Work required: Which lines in the data contain the word "anyhow"? Please copy each of them.

Excerpted data:
-------------------------
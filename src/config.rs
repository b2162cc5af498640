use anyhow::{Context, Result};
use clap::{Parser, Subcommand};
use reqwest::Url;
use std::path::PathBuf;
use std::time::Duration;

use crate::auth::CredentialKeys;

/// Rental Client - command line access to the rental backend
#[derive(Parser, Debug)]
#[command(author, version, about, long_about = None)]
pub struct CliArgs {
    /// Backend base URL
    #[arg(short = 'u', long, env = "API_BASE_URL", default_value = "http://localhost:3000/api")]
    pub base_url: String,

    /// Request timeout in milliseconds
    #[arg(short, long, env = "API_TIMEOUT", default_value = "30000")]
    pub timeout: u64,

    /// Path to the local storage database
    #[arg(short = 's', long, env = "STORAGE_FILE")]
    pub storage_file: Option<String>,

    /// Log level (trace, debug, info, warn, error)
    #[arg(long, env = "LOG_LEVEL", default_value = "info")]
    pub log_level: String,

    /// Emit logs as JSON
    #[arg(long, env = "LOG_JSON")]
    pub log_json: bool,

    #[command(subcommand)]
    pub command: Command,
}

#[derive(Subcommand, Debug, Clone, PartialEq)]
pub enum Command {
    /// Log in and store the session credentials
    Login {
        #[arg(short, long)]
        email: Option<String>,

        #[arg(short, long)]
        password: Option<String>,
    },

    /// Log out and remove the stored credentials
    Logout,

    /// Show the logged-in user
    Whoami,

    /// GET a backend path and print the JSON response
    Get {
        path: String,

        /// Total attempts (1 = no retry)
        #[arg(long, default_value = "1")]
        retries: u32,

        /// Base retry delay in milliseconds
        #[arg(long, default_value = "1000")]
        retry_delay: u64,
    },

    /// Validate a payment card number (Luhn check)
    CheckCard { number: String },
}

impl Command {
    /// Whether a 401 during this command should prompt the user to log in again.
    /// Logging out discards the session anyway.
    pub fn reports_auth_failures(&self) -> bool {
        !matches!(self, Command::Logout | Command::CheckCard { .. })
    }
}

impl CliArgs {
    /// Parse CLI arguments after loading `.env`, so env-backed flags see it
    pub fn load() -> Self {
        dotenvy::dotenv().ok();
        Self::parse()
    }
}

#[derive(Clone, Debug)]
pub struct Config {
    // Backend
    pub api_base_url: String,
    pub api_timeout: Duration,

    // Storage
    pub storage_file: PathBuf,
    pub access_token_key: String,
    pub refresh_token_key: String,

    // Navigation target reported on authentication failure
    pub login_path: String,

    // Logging
    pub log_level: String,
    pub log_json: bool,
}

/// Settings the HTTP client is built from
#[derive(Clone, Debug, PartialEq)]
pub struct ClientConfig {
    pub base_url: String,
    pub timeout: Duration,
    pub login_path: String,
}

impl Default for ClientConfig {
    fn default() -> Self {
        Self {
            base_url: "http://localhost:3000/api".to_string(),
            timeout: Duration::from_millis(30_000),
            login_path: "/login".to_string(),
        }
    }
}

impl Config {
    /// Build configuration with priority: CLI > ENV > defaults
    pub fn from_args(args: &CliArgs) -> Self {
        Config {
            api_base_url: args.base_url.clone(),
            api_timeout: Duration::from_millis(args.timeout),

            storage_file: args
                .storage_file
                .as_deref()
                .map(expand_tilde)
                .unwrap_or_else(default_storage_file),

            access_token_key: std::env::var("ACCESS_TOKEN_KEY")
                .ok()
                .filter(|s| !s.is_empty())
                .unwrap_or_else(|| "access_token".to_string()),

            refresh_token_key: std::env::var("REFRESH_TOKEN_KEY")
                .ok()
                .filter(|s| !s.is_empty())
                .unwrap_or_else(|| "refresh_token".to_string()),

            login_path: std::env::var("LOGIN_PATH")
                .ok()
                .filter(|s| !s.is_empty())
                .unwrap_or_else(|| "/login".to_string()),

            log_level: args.log_level.clone(),
            log_json: args.log_json,
        }
    }

    /// Validate configuration
    pub fn validate(&self) -> Result<()> {
        Url::parse(&self.api_base_url)
            .with_context(|| format!("API_BASE_URL is not a valid URL: {}", self.api_base_url))?;

        if self.api_timeout.is_zero() {
            anyhow::bail!("API_TIMEOUT must be greater than zero");
        }

        if self.access_token_key == self.refresh_token_key {
            anyhow::bail!(
                "ACCESS_TOKEN_KEY and REFRESH_TOKEN_KEY must differ (both are '{}')",
                self.access_token_key
            );
        }

        Ok(())
    }

    pub fn client_config(&self) -> ClientConfig {
        ClientConfig {
            base_url: self.api_base_url.clone(),
            timeout: self.api_timeout,
            login_path: self.login_path.clone(),
        }
    }

    pub fn credential_keys(&self) -> CredentialKeys {
        CredentialKeys {
            access_token: self.access_token_key.clone(),
            refresh_token: self.refresh_token_key.clone(),
        }
    }
}

/// Expand tilde (~) in file paths to user's home directory
fn expand_tilde(path: &str) -> PathBuf {
    if let Some(rest) = path.strip_prefix("~/") {
        if let Some(home) = dirs::home_dir() {
            return home.join(rest);
        }
    }
    PathBuf::from(path)
}

/// `<data dir>/rental-client/storage.sqlite3`, or the working directory if there is none
fn default_storage_file() -> PathBuf {
    dirs::data_dir()
        .map(|dir| dir.join("rental-client"))
        .unwrap_or_else(|| PathBuf::from("."))
        .join("storage.sqlite3")
}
-------------------------
Final answer:
use anyhow::{Context, Result};
            anyhow::bail!("API_TIMEOUT must be greater than zero");
            anyhow::bail!(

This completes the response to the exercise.